**EXERCISE DIRECTIONS:**
In the listing that follows, the range to quote begins at the line that has "the available horizon" and ends after the line that has "pub trait ExchangeItem: Describable"; quote it verbatim and add nothing.

**SOURCE MATERIAL:**
//! Identity and description capabilities shared by ports, adaptors and factories

use serde::{Deserialize, Serialize};
use uuid::Uuid;

/// A described identifier, as handed out by adaptation factories
#[derive(Debug, Clone, PartialEq, Eq, Serialize, Deserialize)]
pub struct Identifier {
    /// Stable identifier string (e.g. "ElementMapper300")
    pub id: String,
    /// Human-readable description
    pub description: String,
}

impl Identifier {
    /// Create an identifier with an empty description
    pub fn new(id: impl Into<String>) -> Self {
        Self {
            id: id.into(),
            description: String::new(),
        }
    }

    /// Create an identifier backed by a random UUID
    pub fn random() -> Self {
        Self::new(Uuid::new_v4().to_string())
    }

    /// Set the description
    pub fn with_description(mut self, description: impl Into<String>) -> Self {
        self.description = description.into();
        self
    }
}

impl std::fmt::Display for Identifier {
    fn fmt(&self, f: &mut std::fmt::Formatter<'_>) -> std::fmt::Result {
        write!(f, "{}", self.id)
    }
}

/// Anything with a stable id plus mutable caption and description
pub trait Describable {
    /// Stable identifier, fixed at construction
    fn id(&self) -> &str;
    fn caption(&self) -> String;
    fn set_caption(&self, caption: &str);
    fn description(&self) -> String;
    fn set_description(&self, description: &str);
}

#[cfg(test)]
mod tests {
    use super::*;

    #[test]
    fn test_identifier_display_uses_id() {
        let ident = Identifier::new("ElementOperation300").with_description("Polygon area");
        assert_eq!(ident.to_string(), "ElementOperation300");
        assert_eq!(ident.description, "Polygon area");
    }

    #[test]
    fn test_random_identifiers_differ() {
        assert_ne!(Identifier::random().id, Identifier::random().id);
    }
}
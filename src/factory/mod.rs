//! Adaptation factories: discover and instantiate adapted outputs
//!
//! A factory answers two questions: which adaptation methods apply between
//! a producer and an (optional) target consumer, and how to build the
//! adaptor behind a method id. Created adaptors are attached to the
//! adaptee's chain before they are handed back.

mod space;
mod time;

pub use space::SpaceAdaptedOutputFactory;
pub use time::TimeAdaptedOutputFactory;

use crate::error::ExchangeResult;
use crate::identity::{Describable, Identifier};
use crate::port::{AdaptedOutputRef, InputRef, OutputRef};

/// Common surface of the spatial and temporal factories
pub trait AdaptedOutputFactory: Describable {
    /// Method identifiers applicable between `adaptee` and `target`;
    /// target-independent methods are listed even without a target
    fn available_adapted_output_ids(
        &self,
        adaptee: &OutputRef,
        target: Option<&InputRef>,
    ) -> Vec<Identifier>;

    /// Build (or for caching factories, look up) the adaptor behind
    /// `adapted_output_id` and attach it to the adaptee's chain
    fn create_adapted_output(
        &self,
        adapted_output_id: &str,
        adaptee: &OutputRef,
        target: Option<&InputRef>,
    ) -> ExchangeResult<AdaptedOutputRef>;
}
//! Exchange ports: the producer/consumer endpoints of the dataflow graph
//!
//! Ownership discipline: a component owns its ports, an output owns the
//! adapted-output chain stacked on it, and every back-reference (consumer,
//! provider, adaptee, component) is a [`Weak`] observation handle resolved
//! at use time. Expired handles are treated as absent and pruned.

mod input;
mod output;


pub use input::InputPort;
pub use output::OutputPort;

use crate::component::ComponentWeak;
use crate::compat;
use crate::error::ExchangeResult;
use crate::event::Listener;
use crate::identity::Describable;
use crate::quantity::ValueDefinition;
use crate::spatial::ElementSet;
use crate::temporal::{Time, TimeSet};
use crate::values::ValueSet;
use std::rc::{Rc, Weak};

/// Bounded in time: exposes the covered horizon
pub trait TimeBounded {
    /// The time span this item can currently deliver or accept
    fn time_extent(&self) -> Option<TimeSet>;

    /// End of the available horizon
    fn curr_time(&self) -> Option<Time> {
        self.time_extent()
            .and_then(|t| t.horizon_end())
            .map(Time::new)
    }
}

/// Bounded in space: exposes the spatial domain
pub trait SpatiallyBounded {
    fn spatial_definition(&self) -> Option<Rc<ElementSet>>;
}

/// A named, describable data port
pub trait ExchangeItem: Describable + TimeBounded + SpatiallyBounded {
    fn value_definition(&self) -> Option<ValueDefinition>;

    fn time_set(&self) -> Option<TimeSet>;
    fn set_time_set(&self, times: TimeSet);

    fn element_set(&self) -> Option<Rc<ElementSet>>;
    fn set_element_set(&self, elements: Rc<ElementSet>);

    /// Current value set; for an adapted output this pulls upstream
    fn get_values(&self) -> ExchangeResult<ValueSet>;

    /// Replace the value buffer and notify listeners
    fn set_values(&self, values: ValueSet);

    fn add_listener(&self, key: &str, listener: Listener);
    fn remove_listener(&self, key: &str);

    /// Release every reference and clear listeners; idempotent, and the
    /// item must not be used afterwards (precondition violation, not a
    /// handled state)
    fn reset(&self);
}

/// Producer side of an exchange link
pub trait Output: ExchangeItem {
    /// Registered consumers (weak; expired entries may linger until pruned)
    fn consumers(&self) -> Vec<InputWeak>;

    /// Register a consumer after compatibility checks; re-adding the same
    /// reference is a no-op. Counterpart registration happens in
    /// [`connect`].
    fn add_consumer(&self, consumer: &InputRef) -> ExchangeResult<()>;

    /// Drop a consumer by identity
    fn remove_consumer(&self, consumer: &InputRef);

    /// The adapted outputs stacked on this port (owned)
    fn adapted_outputs(&self) -> Vec<AdaptedOutputRef>;

    /// Attach an adapted output; re-attaching the same instance is a no-op
    fn add_adapted_output(&self, adaptor: AdaptedOutputRef) -> ExchangeResult<()>;

    fn remove_adapted_output(&self, adaptor: &AdaptedOutputRef);

    /// Cascade refresh into stacked adaptors that have live consumers or
    /// further adaptors of their own
    fn refresh_adapted_outputs(&self) -> ExchangeResult<()>;

    /// Whether this output transforms another output's values
    fn is_adapted(&self) -> bool {
        false
    }

    /// The component owning this port, if any
    fn component(&self) -> Option<ComponentWeak> {
        None
    }
}

/// Consumer side of an exchange link
pub trait Input: ExchangeItem {
    fn set_value_definition(&self, definition: ValueDefinition);

    fn providers(&self) -> Vec<OutputWeak>;

    /// Register a provider after a value-definition check; duplicate adds
    /// are no-ops. Counterpart registration happens in [`connect`].
    fn add_provider(&self, provider: &OutputRef) -> ExchangeResult<()>;

    fn remove_provider(&self, provider: &OutputRef);
}

/// Shared handle to an output port
pub type OutputRef = Rc<dyn Output>;
/// Non-owning handle to an output port
pub type OutputWeak = Weak<dyn Output>;
/// Shared handle to an input port
pub type InputRef = Rc<dyn Input>;
/// Non-owning handle to an input port
pub type InputWeak = Weak<dyn Input>;
/// Shared handle to an adapted output
pub type AdaptedOutputRef = Rc<dyn crate::adapt::AdaptedOutput>;

/// Wire a provider to a consumer, registering each side with the other
///
/// Fails without touching either port when the pair is not connectable;
/// callers then insert an adaptor or abort the composition.
pub fn connect(provider: &OutputRef, consumer: &InputRef) -> ExchangeResult<()> {
    compat::check_provider_consumer_connectable(provider.as_ref(), consumer.as_ref())?;
    provider.add_consumer(consumer)?;
    consumer.add_provider(provider)?;
    tracing::debug!(provider = provider.id(), consumer = consumer.id(), "ports connected");
    Ok(())
}

/// Detach a provider/consumer pair on both sides
pub fn disconnect(provider: &OutputRef, consumer: &InputRef) {
    provider.remove_consumer(consumer);
    consumer.remove_provider(provider);
    tracing::debug!(provider = provider.id(), consumer = consumer.id(), "ports disconnected");
}

pub(crate) fn contains_input(list: &[InputWeak], candidate: &InputRef) -> bool {
    let candidate = Rc::downgrade(candidate);
    list.iter().any(|weak| weak.ptr_eq(&candidate))
}

pub(crate) fn remove_input(list: &mut Vec<InputWeak>, candidate: &InputRef) {
    let candidate = Rc::downgrade(candidate);
    list.retain(|weak| weak.strong_count() > 0 && !weak.ptr_eq(&candidate));
}

pub(crate) fn contains_adaptor(list: &[AdaptedOutputRef], candidate: &AdaptedOutputRef) -> bool {
    list.iter().any(|a| Rc::ptr_eq(a, candidate))
}

pub(crate) fn contains_output(list: &[OutputWeak], candidate: &OutputRef) -> bool {
    let candidate = Rc::downgrade(candidate);
    list.iter().any(|weak| weak.ptr_eq(&candidate))
}

pub(crate) fn remove_output(list: &mut Vec<OutputWeak>, candidate: &OutputRef) {
    let candidate = Rc::downgrade(candidate);
    list.retain(|weak| weak.strong_count() > 0 && !weak.ptr_eq(&candidate));
}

**ANSWER SECTION:**
    /// End of the available horizon
    fn curr_time(&self) -> Option<Time> {
        self.time_extent()
            .and_then(|t| t.horizon_end())
            .map(Time::new)
    }
}

/// Bounded in space: exposes the spatial domain
pub trait SpatiallyBounded {
    fn spatial_definition(&self) -> Option<Rc<ElementSet>>;
}

/// A named, describable data port
pub trait ExchangeItem: Describable + TimeBounded + SpatiallyBounded {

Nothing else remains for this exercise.